# Gunnar vs Surly



## spepic (Jan 25, 2007)

I have an old road bike with an Ultegra 9 speed that is screaming to be converted to a cylcocross bike. All I need is a used frame. I see the bike as a combination commuter, summer touring bike, and something to get my feet wet with cylocross. So rack mounts and bottle cages are a must.

I have heard great things about the Gunnar Crosshair frames, but after scouring ebay for a year I seem no closer to scoring a used frame. I won one last week and had it taken away because the guy dropped it and chipped it when he was packing it. After a year of looking, that hurt.

I really like the gunnar frames, but should I be expanding my horizons and considering something else?

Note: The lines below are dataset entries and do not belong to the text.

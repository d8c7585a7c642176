//! A small, thread-safe virtual filesystem with disk fallback, plus
//! the path normalization rules the resolver and the LSP both need.

mod cache;
mod path_resolve;

pub use cache::{CachedFileSystem, FileSystem, ReadError};
pub use path_resolve::{clean, resolve};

I want to pick up something nice, but considering the bikes purpose maybe I should be expanding my horizons. Suggestions? Any other places to find a used frame?


----------



## FatTireFred (Jan 31, 2005)

offer to buy the dropped one at a lower price and repaint?


----------



## seat_boy (Dec 24, 2006)

I had a Crosshairs. It rode great, light and springy, but wasn't great as a touring bike. It was wobbly even with a moderate load. I now have a Crosscheck. It doesn't ride quite as well, but fits better, fits bigger tires, and is much easier to make a single speed out of. I haven't toured with it, but many people have, and it seems to do OK. I couldn't see trading in my CC for another Gunnar, given the cost difference and the great design features of the Surly.


----------



## spepic (Jan 25, 2007)

FatTireFred said:


> offer to buy the dropped one at a lower price and repaint?

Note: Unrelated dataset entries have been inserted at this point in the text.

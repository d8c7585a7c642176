//! Symbol records.
//!
//! Resolved links (`FieldTypeInfo::Custom::resolved_type` /
//! `resolved_enum`) are modeled as the target symbol's *name* rather
//! than an owning pointer or `Rc`: a lookup by name in the owning
//! [`crate::table::SymbolTable`] always resolves to the same canonical
//! record. This keeps the graph of references acyclic at the Rust
//! ownership level even though the schema it describes may not be.

use std::path::PathBuf;
use vdl_diagnostic::Span;

/// One distinct annotation name applied to a symbol, collapsing
/// repeated uses of the same name into a single record with every
/// occurrence's position recorded.
#[derive(Debug, Clone, PartialEq)]
pub struct Annotation {
    pub name: String,
    pub literal: Option<AnnotationLiteral>,
    pub positions: Vec<Span>,
}

#[derive(Debug, Clone, PartialEq)]
pub enum AnnotationLiteral {
    Str(String),
    Int(i64),
    Float(f64),
    Bool(bool),
}

/// Fields common to every symbol kind.
#[derive(Debug, Clone)]
pub struct SymbolCommon {
    pub name: String,
    pub declaring_file: PathBuf,
    pub start: vdl_diagnostic::Position,
    pub end: vdl_diagnostic::Position,
    pub resolved_docstring: Option<String>,
    pub annotations: Vec<Annotation>,
}

impl SymbolCommon {
    pub fn span(&self) -> Span {
        Span::new(self.start.clone(), self.end.clone())
    }
}

#[derive(Debug, Clone)]
pub struct TypeSymbol {
    pub common: SymbolCommon,
    pub fields: Vec<FieldSymbol>,
    pub spreads: Vec<SpreadRef>,
    /// The declaration this symbol was built from, kept for structural
    /// traversal (cycle detection needs to walk inline objects again).
    pub ast: vdl_syntax::ast::TypeDecl,
}

#[derive(Debug, Clone)]
pub struct FieldSymbol {
    pub common: SymbolCommon,
    pub optional: bool,
    pub field_type: FieldTypeInfo,
}

#[derive(Debug, Clone)]
pub struct FieldTypeInfo {
    pub kind: FieldTypeKind,
    pub array_dimensions: u32,
    pub span: Span,
}

#[derive(Debug, Clone)]
pub enum FieldTypeKind {
    Primitive(PrimitiveKind),
    Custom {
        name: String,
        name_span: Span,
        resolved_type: Option<String>,
        resolved_enum: Option<String>,
    },
    Map(Box<FieldTypeInfo>),
    Object(InlineObject),
}

#[derive(Debug, Clone, Copy, PartialEq, Eq)]
pub enum PrimitiveKind {
    String,
    Int,
    Float,
    Bool,
    Datetime,
}

impl PrimitiveKind {
    pub fn from_name(name: &str) -> Option<Self> {
        match name {
            "string" => Some(Self::String),
            "int" => Some(Self::Int),
            "float" => Some(Self::Float),
            "bool" => Some(Self::Bool),
            "datetime" => Some(Self::Datetime),
            _ => None,
        }
    }

    pub fn as_str(self) -> &'static str {
        match self {
            Self::String => "string",
            Self::Int => "int",
            Self::Float => "float",
            Self::Bool => "bool",
            Self::Datetime => "datetime",
        }
    }

    pub const ALL: [&'static str; 5] = ["string", "int", "float", "bool", "datetime"];
}

#[derive(Debug, Clone)]
pub struct InlineObject {
    pub fields: Vec<FieldSymbol>,
    pub spreads: Vec<SpreadRef>,
}

#[derive(Debug, Clone)]
pub struct SpreadRef {
    pub name: String,
    pub name_span: Span,
    pub member: Option<String>,
    pub member_span: Option<Span>,
    pub span: Span,
}

#[derive(Debug, Clone)]
pub struct EnumSymbol {
    pub common: SymbolCommon,
    pub members: Vec<EnumMemberSymbol>,
    pub spreads: Vec<SpreadRef>,
    /// Set by the enum validator after spread expansion.
    pub value_type: Option<EnumValueType>,
}

#[derive(Debug, Clone, Copy, PartialEq, Eq)]
pub enum EnumValueType {
    String,
    Int,
}

#[derive(Debug, Clone)]
pub struct EnumMemberSymbol {
    pub name: String,
    pub name_span: Span,
    pub value: String,
    pub has_explicit_value: bool,
    pub span: Span,
}

#[derive(Debug, Clone, Copy, PartialEq, Eq)]
pub enum ConstValueType {
    String,
    Int,
    Float,
    Bool,
    Object,
    Array,
    Reference,
    Unknown,
}

#[derive(Debug, Clone)]
pub struct ConstSymbol {
    pub common: SymbolCommon,
    pub type_name: Option<String>,
    pub type_span: Option<Span>,
    pub value_type: ConstValueType,
    /// Scalar string form; empty for Object/Array/Reference/Unknown.
    pub value: String,
    pub literal: vdl_syntax::ast::ConstLiteral,
}

#[derive(Debug, Clone)]
pub struct PatternSymbol {
    pub common: SymbolCommon,
    pub template: String,
    pub placeholders: Vec<String>,
}

#[derive(Debug, Clone)]
pub struct DocSymbol {
    pub content: String,
    pub start: vdl_diagnostic::Position,
    pub end: vdl_diagnostic::Position,
    pub file: PathBuf,
}

/// Extract `{identifier}` placeholders from a pattern template, in
/// order of appearance; a name may repeat.
pub fn extract_placeholders(template: &str) -> Vec<String> {
    let mut out = Vec::new();
    let chars: Vec<char> = template.chars().collect();
    let mut i = 0;
    while i < chars.len() {
        if chars[i] == '{' {
            let mut j = i + 1;
            let mut name = String::new();
            let mut valid = j < chars.len() && (chars[j].is_ascii_alphabetic() || chars[j] == '_');
            while valid && j < chars.len() && chars[j] != '}' {
                if chars[j].is_ascii_alphanumeric() || chars[j] == '_' {
                    name.push(chars[j]);
                    j += 1;
                } else {
                    valid = false;
                }
            }
            if valid && j < chars.len() && chars[j] == '}' {
                out.push(name);
                i = j + 1;
                continue;
            }
        }
        i += 1;
    }
    out
}

#[cfg(test)]
mod tests {
    use super::*;

    #[test]
    fn extracts_placeholders_in_order_allowing_repeats() {
        let ph = extract_placeholders("Hello, {name}! You are {age} years old, {name}.");
        assert_eq!(ph, vec!["name", "age", "name"]);
    }

    #[test]
    fn ignores_malformed_braces() {
        let ph = extract_placeholders("{1invalid} {valid_one} {}");
        assert_eq!(ph, vec!["valid_one"]);
    }
}
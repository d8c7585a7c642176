//! LSP-facing glue around the analysis core (§4.5, §6, §7): wire-format
//! conversions, advertised server capabilities, and the document-sync
//! driver that decides when to (re)analyze. No transport or JSON-RPC
//! dispatch lives here — that belongs to whatever binary embeds this
//! crate.

mod capabilities;
mod driver;
mod wire;

pub use capabilities::server_capabilities;
pub use driver::{AnalysisResult, LspDriver};
pub use wire::{path_to_uri, to_lsp_diagnostic, uri_to_path};
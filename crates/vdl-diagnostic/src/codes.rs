//! Stable diagnostic codes, partitioned by concern.
//!
//! Codes are never renumbered once shipped: editors and CI pipelines
//! may key off of them directly.

/// Resolution (E001-E099).
pub const E001_FILE_NOT_FOUND: &str = "E001";
pub const E002_CIRCULAR_INCLUDE: &str = "E002";
pub const E003_DOCSTRING_FILE_NOT_FOUND: &str = "E003";
pub const E004_FILE_READ_ERROR: &str = "E004";
pub const E005_PARSE_ERROR: &str = "E005";

/// Naming (E101-E199).
pub const E101_NOT_PASCAL_CASE: &str = "E101";
pub const E102_NOT_CAMEL_CASE: &str = "E102";
pub const E103_ENUM_MEMBER_NOT_PASCAL: &str = "E103";

/// Type references and spreads (E201-E299).
pub const E201_TYPE_NOT_DECLARED: &str = "E201";
pub const E202_SPREAD_TYPE_NOT_FOUND: &str = "E202";
pub const E203_SPREAD_FIELD_CONFLICT: &str = "E203";
pub const E204_SPREAD_CYCLE: &str = "E204";
pub const E205_INVALID_REFERENCE: &str = "E205";
pub const E206_CONST_SPREAD_NOT_OBJECT: &str = "E206";
pub const E207_CONST_ARRAY_MIXED_TYPES: &str = "E207";

/// Enums (E301-E399).
pub const E301_ENUM_MIXED_TYPES: &str = "E301";
pub const E302_ENUM_INT_NEEDS_VALUES: &str = "E302";
pub const E303_ENUM_DUPLICATE_VALUE: &str = "E303";
pub const E304_ENUM_DUPLICATE_NAME: &str = "E304";
pub const E305_ENUM_MEMBER_NOT_FOUND: &str = "E305";

/// Cycles (E601-E699).
pub const E601_CIRCULAR_TYPE_DEPENDENCY: &str = "E601";

/// Structure (E701-E799).
pub const E701_DUPLICATE_FIELD: &str = "E701";

/// Global uniqueness (E801-E899).
pub const E801_DUPLICATE_TYPE: &str = "E801";
pub const E802_DUPLICATE_ENUM: &str = "E802";
pub const E803_DUPLICATE_CONST: &str = "E803";
pub const E804_DUPLICATE_NAME: &str = "E804";

/// Synthetic-name collisions (>= E901), reserved for the code-generation
/// extension in `vdl-validate::validators::synthetic_names`.
pub const E901_SYNTHETIC_NAME_COLLISION: &str = "E901";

I thought of that, and seller offered to drop $40, shipping was $35. The bidding was up there because it was billed as a mint frame. The special touch up paint seemed to go for between $30 and $50. Repainting one section costs $150, the $40 price drop didn't even touch what it would cost to repair.

I thought of just having a local body shop fix it, but the price really went up because of the frames condition. Huge chips on the top tube would have probably reduced the final winning bid by at least $100 probably more. $40 didn't come close to covering the aggravation or cost of the repairs.

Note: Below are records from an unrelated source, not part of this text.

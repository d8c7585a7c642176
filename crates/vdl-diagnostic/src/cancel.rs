//! Cooperative cancellation, shared by the resolver, the validator
//! pipeline, and the LSP driver.
//!
//! Preemptive cancellation would need every phase to run on its own
//! thread; a checked token is cheaper and portable, at the cost of a
//! worst-case latency bounded by whatever unit of work forgets to check
//! it (a file in the resolver, a validator in the pipeline).

use std::sync::atomic::{AtomicBool, Ordering};
use std::sync::Arc;

#[derive(Debug, Clone, Default)]
pub struct CancellationToken {
    flag: Arc<AtomicBool>,
}

impl CancellationToken {
    pub fn new() -> Self {
        Self::default()
    }

    pub fn cancel(&self) {
        self.flag.store(true, Ordering::SeqCst);
    }

    pub fn is_cancelled(&self) -> bool {
        self.flag.load(Ordering::SeqCst)
    }
}

#[cfg(test)]
mod tests {
    use super::*;

    #[test]
    fn starts_uncancelled_and_observes_cancel_through_clones() {
        let token = CancellationToken::new();
        let clone = token.clone();
        assert!(!token.is_cancelled());
        clone.cancel();
        assert!(token.is_cancelled());
    }
}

It was a disappointment. Psyched i finally found one, then an email the seller dropped it an hour later :-(

I probably dodged a bullet, but now I am back to looking for an all purpose frame.


----------



## spepic (Jan 25, 2007)

seat_boy said:


> I had a Crosshairs. It rode great, light and springy, but wasn't great as a touring bike. It was wobbly even with a moderate load. I now have a Crosscheck. It doesn't ride quite as well, but fits better, fits bigger tires, and is much easier to make a single speed out of. I haven't toured with it, but many people have, and it seems to do OK. I couldn't see trading in my CC for another Gunnar, given the cost difference and the great design features of the Surly.


Are there any crossframes that work well as a touring bike?

The plan really is for it to act as an early spring/foul weather training bike., commuter, touring with the GF, and trying some cross races next year.


----------



## single1x1 (Mar 26, 2005)

I've had my cross check for several years, and have really liked it, first as a SS racer-that sometimes was fixed/even raced fixed two years, and now it has been just a geared commuter/all purpose bike that has also been raced once or twice with gears, it's obviously not light, but fits me well 6ft-34"inseam 56cm frame with a 110 stem, and rides nice and predictably even with a load in the panniers. Surly also now makes the long haul trucker, but I think the cross check is better/ you could always put a touring fork on a cross check if you want a front rack mount


----------



## wvucyclist (Sep 6, 2007)

As much as I love gunnar, I have to agree that the Surly will probably be better due to it's versatility. The gunnar is more racy, it only fits 38c tires (see my post about fixing that) and has a lighter, less solid ride, which is great for racing, it's fast and fun, but not so great for touring and commuting, though it's been done.


----------



## tihsepa (Nov 27, 2008)

I love my Surly just because of its versatility. You can do with it whatever you want. I have done some touring on it as well as SS and geared cross. It will do whatever you want it to do. 
That being said. I do want a Gunnar just for the road.


----------



## beaker (Feb 2, 2005)

*Pake C'mute?*

It's been mentioned here a couple of time recently, and I think there is some place that was selling frame and fork ~$250. Check it:

http://www.pakebikes.com/pakemute.html

Kind of like the Cross Check, but a little cheaper (price and manufacture).

Don't forget about the Some Double Cross as well.


----------



## MShaw (Jun 7, 2003)

I like my Crosshairs, but haven't toured on it.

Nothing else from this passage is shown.